Literature, good literature, can illuminate a moment, a situation, a mood, a condition. Maybe that's why it's being avoided like the plague in these "faith based" times? And should the editorial pages of the New York Times be lamenting the lack of literature currently being read when their own book review has largely abandoned covering it?
The editorial board needs to stop moaning and start insisting the paper's own book review section each Sunday start highlighting literature. Currently, if literature appears at all, it tends to be as a list of titles that the subject of a biography wrote. Start highlighting fiction or stop your carping because you can't have it both ways. Maybe the New York Times is prepared to live in a world literature no longer illuminates, but we're not so sure everyone is.
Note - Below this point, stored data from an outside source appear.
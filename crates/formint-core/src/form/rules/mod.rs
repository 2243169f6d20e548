//! Rule-based heuristics for form field recovery.

pub mod field_type;
pub mod form_type;
pub mod line;
pub mod patterns;
pub mod subfields;

pub use field_type::infer_field_type;
pub use form_type::{detect_form_type, FormType};
pub use line::{classify_line, LineClass};
pub use subfields::{matching_trigger, SubfieldRule, EXPANSION_TRIGGERS};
Nor are we sure we could survive without the illuminations literature provides.
This was the affair which had ended quietly and decently, without fuss or scenes or hysteria. When you were nineteen, and it was the first time you had been let down, you did not make scenes. You felt as if your back was broken, as if you would never move again. But you did not make a scene. That started later on, when the same thing had happened five or six times over, and you were supposed to be getting used to it.